### Records for processing
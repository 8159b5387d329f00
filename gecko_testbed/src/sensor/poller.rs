//! Background force polling.

use super::channel::ForceChannel;
use crate::context::MotionContext;
use crate::events::MotionEvent;
use gecko_common::prelude::*;
use std::sync::Arc;
use std::sync::atomic::{AtomicBool, Ordering};
use std::thread::{self, JoinHandle};
use std::time::{Duration, Instant};
use tracing::{debug, error, info};

/// Thread reading the force channel and publishing every reading.
///
/// A transport failure, or no valid frame for longer than the staleness
/// limit, marks the sensor faulted and halts any running activity; the
/// thread then exits.
pub struct ForcePoller {
    stop: Arc<AtomicBool>,
    handle: Option<JoinHandle<()>>,
}

impl ForcePoller {
    /// Start polling `channel`, sleeping `interval` after each reading and
    /// giving up once no valid frame arrived for `stale_after`.
    pub fn spawn(
        channel: Arc<ForceChannel>,
        ctx: MotionContext,
        interval: Duration,
        stale_after: Duration,
    ) -> Result<Self, TestbedError> {
        let stop = Arc::new(AtomicBool::new(false));
        let flag = Arc::clone(&stop);
        let handle = thread::Builder::new()
            .name("force-poller".into())
            .spawn(move || poll_loop(&channel, &ctx, interval, stale_after, &flag))
            .map_err(|e| TestbedError::Spawn(format!("force poller: {e}")))?;
        info!("Force poller started ({} ms)", interval.as_millis());
        Ok(Self {
            stop,
            handle: Some(handle),
        })
    }

    /// Whether the poll thread is still alive.
    pub fn is_running(&self) -> bool {
        self.handle.as_ref().is_some_and(|h| !h.is_finished())
    }

    /// Stop the thread and wait for it.
    pub fn stop(&mut self) {
        self.stop.store(true, Ordering::Release);
        if let Some(handle) = self.handle.take() {
            if handle.join().is_err() {
                error!("Force poller panicked");
            }
            debug!("Force poller stopped");
        }
    }
}

impl Drop for ForcePoller {
    fn drop(&mut self) {
        self.stop();
    }
}

fn poll_loop(
    channel: &ForceChannel,
    ctx: &MotionContext,
    interval: Duration,
    stale_after: Duration,
    stop: &AtomicBool,
) {
    let mut last_valid = Instant::now();
    while !stop.load(Ordering::Acquire) {
        match channel.poll() {
            Ok(Some(reading)) => {
                last_valid = Instant::now();
                ctx.events.force(reading);
                if !interval.is_zero() {
                    thread::sleep(interval);
                }
            }
            Ok(None) => {
                let silent = last_valid.elapsed();
                if silent > stale_after {
                    sensor_lost(
                        ctx,
                        &TestbedError::SensorTransport(format!(
                            "no valid frame for {} ms",
                            silent.as_millis()
                        )),
                    );
                    break;
                }
            }
            Err(e) => {
                sensor_lost(ctx, &e);
                break;
            }
        }
    }
}

fn sensor_lost(ctx: &MotionContext, e: &TestbedError) {
    error!("Force sensor lost: {}", e);
    ctx.state.set_sensor_fault(true);
    ctx.events.publish(MotionEvent::SensorFault {
        reason: e.to_string(),
    });
    if ctx.state.is_running() || ctx.state.any_jogging() {
        ctx.halt(&format!("force sensor failure: {e}"));
    }
}
//! Bang-bang force hold.
//!
//! Compares the axis force component with the target and issues correction
//! pulses until it is within tolerance. Force above target backs off
//! (positive direction), force below target presses in (negative).

use crate::context::MotionContext;
use crate::state::RunToken;
use gecko_common::prelude::*;

/// How a hold correction ended.
#[derive(Debug, Clone, Copy, PartialEq, Eq)]
pub enum HoldOutcome {
    /// Force is within tolerance of the target.
    OnTarget,
    /// The run flag was lost.
    Cancelled,
}

/// Direction that moves the force towards `target`, `None` when on target.
#[inline]
pub fn correction(current: f64, target: f64, tolerance: f64) -> Option<Direction> {
    let error = current - target;
    if error.abs() <= tolerance {
        None
    } else if error > 0.0 {
        Some(Direction::Positive)
    } else {
        Some(Direction::Negative)
    }
}

/// Pulse `axis` until its force component is within tolerance of `target`.
pub fn hold_force(
    ctx: &MotionContext,
    axis: Axis,
    target: f64,
    token: &RunToken,
) -> Result<HoldOutcome, TestbedError> {
    let width = ctx.motion.hold_pulse();
    let tolerance = ctx.motion.hold_tolerance;
    loop {
        if !token.is_live() {
            return Ok(HoldOutcome::Cancelled);
        }
        let current = ctx.state.latest_force().component(axis.force_axis());
        match correction(current, target, tolerance) {
            None => return Ok(HoldOutcome::OnTarget),
            Some(direction) => {
                if ctx.actuator.pulse(axis, direction, width, token)?.is_none() {
                    return Ok(HoldOutcome::Cancelled);
                }
            }
        }
    }
}
#[cfg(test)]
mod tests {
    use super::*;

    const UI_SEQUENCE: &str = r#"{
        "Z": [{
            "type": "move-z-axis",
            "data": {
                "direction": "negative",
                "stepSize": "2",
                "moveInitTriggers": [],
                "fireAllInitTriggers": "False",
                "triggers": [{"triggerType": "Fz (N)", "comparator": ">=", "value": 2.0}],
                "fireAllTriggers": "True",
                "holdThreshold": "1.5",
                "holdTriggers": [{"triggerType": "duration (sec)", "comparator": ">", "value": "30"}],
                "fireAllHoldTriggers": "False",
                "axis": "Z"
            }
        }],
        "X": [],
        "repeat": "3"
    }"#;

    #[test]
    fn test_parse_ui_sequence() {
        let seq = Sequence::from_json(UI_SEQUENCE).unwrap();
        assert_eq!(seq.repeat, 3);
        assert_eq!(seq.active_axes().count(), 1);

        let step = &seq.programs[&Axis::Z].steps[0];
        assert_eq!(step.axis, Axis::Z);
        assert_eq!(step.direction, Direction::Negative);
        assert_eq!(step.pulse_width, Duration::from_millis(2));
        assert!(step.fire_all_triggers);
        assert!(!step.fire_all_hold_triggers);
        assert_eq!(step.hold_threshold, Some(1.5));
        assert_eq!(
            step.triggers[0],
            Trigger::force(ForceAxis::Fz, Comparator::Ge, 2.0)
        );
        assert_eq!(step.hold_triggers[0].kind, TriggerKind::Duration);
        assert_eq!(step.hold_triggers[0].value, 30.0);
    }

    #[test]
    fn test_parse_bare_steps_and_defaults() {
        let json = r#"{"X": [{"direction": "positive", "stepSize": 1, "holdThreshold": "NaN"}]}"#;
        let seq = Sequence::from_json(json).unwrap();
        assert_eq!(seq.repeat, 1);
        let step = &seq.programs[&Axis::X].steps[0];
        assert_eq!(step.hold_threshold, None);
        assert!(step.triggers.is_empty());
        assert!(!step.fire_all_init_triggers);
    }

    #[test]
    fn test_unknown_trigger_type_is_reported() {
        let json = r#"{"X": [{"direction": "positive", "stepSize": 1,
            "triggers": [{"triggerType": "torque (Nm)", "comparator": ">", "value": 1}]}]}"#;
        assert!(matches!(
            Sequence::from_json(json),
            Err(TestbedError::UnknownTriggerType(t)) if t == "torque (Nm)"
        ));
    }

    #[test]
    fn test_unknown_comparator_is_reported() {
        let json = r#"{"X": [{"direction": "positive", "stepSize": 1,
            "triggers": [{"triggerType": "steps", "comparator": "!=", "value": 1}]}]}"#;
        assert!(matches!(
            Sequence::from_json(json),
            Err(TestbedError::UnknownComparator(c)) if c == "!="
        ));
    }

    #[test]
    fn test_invalid_axis_key() {
        let json = r#"{"W": []}"#;
        assert!(matches!(
            Sequence::from_json(json),
            Err(TestbedError::InvalidAxis(_))
        ));
    }

    #[test]
    fn test_trigger_kind_parsing() {
        assert_eq!(
            "F_shear (N)".parse::<TriggerKind>().unwrap(),
            TriggerKind::Force(ForceAxis::Shear)
        );
        assert_eq!("steps".parse::<TriggerKind>().unwrap(), TriggerKind::Steps);
        assert_eq!(
            "Z (mm)".parse::<TriggerKind>().unwrap(),
            TriggerKind::Distance("Z".to_string())
        );
        assert!("Fq (N)".parse::<TriggerKind>().is_err());
    }

    #[test]
    fn test_trigger_from_display_form() {
        let t: Trigger = "Fz (N) >= 2.5".parse().unwrap();
        assert_eq!(t, Trigger::force(ForceAxis::Fz, Comparator::Ge, 2.5));
        assert_eq!(t.to_string().parse::<Trigger>().unwrap(), t);

        let t: Trigger = "steps<10".parse().unwrap();
        assert_eq!(t, Trigger::new(TriggerKind::Steps, Comparator::Lt, 10.0));

        assert!(matches!(
            "Fz (N) => 1".parse::<Trigger>(),
            Err(TestbedError::UnknownComparator(_))
        ));
        assert!(matches!(
            "duration 5".parse::<Trigger>(),
            Err(TestbedError::UnknownComparator(_))
        ));
    }

    #[test]
    fn test_comparator_relations() {
        assert!(Comparator::Ge.compare(2.0, 2.0));
        assert!(!Comparator::Gt.compare(2.0, 2.0));
        assert!(Comparator::Lt.compare(1.0, 2.0));
        assert!(Comparator::Eq.compare(3.0, 3.0));
        assert!(Comparator::Le.compare(-1.0, 0.0));
    }

    #[test]
    fn test_wire_rendering_reparses() {
        let seq = Sequence::from_json(UI_SEQUENCE).unwrap();
        let again = Sequence::from_value(seq.to_json()).unwrap();
        assert_eq!(seq, again);
    }

    #[test]
    fn test_non_positive_step_size_rejected() {
        let json = r#"{"X": [{"direction": "positive", "stepSize": 0}]}"#;
        assert!(matches!(
            Sequence::from_json(json),
            Err(TestbedError::InvalidSequence(_))
        ));
    }
}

### What you have to do
Return every line above that contains the word "RunToken".

### Worked solution
use crate::state::RunToken;
    token: &RunToken,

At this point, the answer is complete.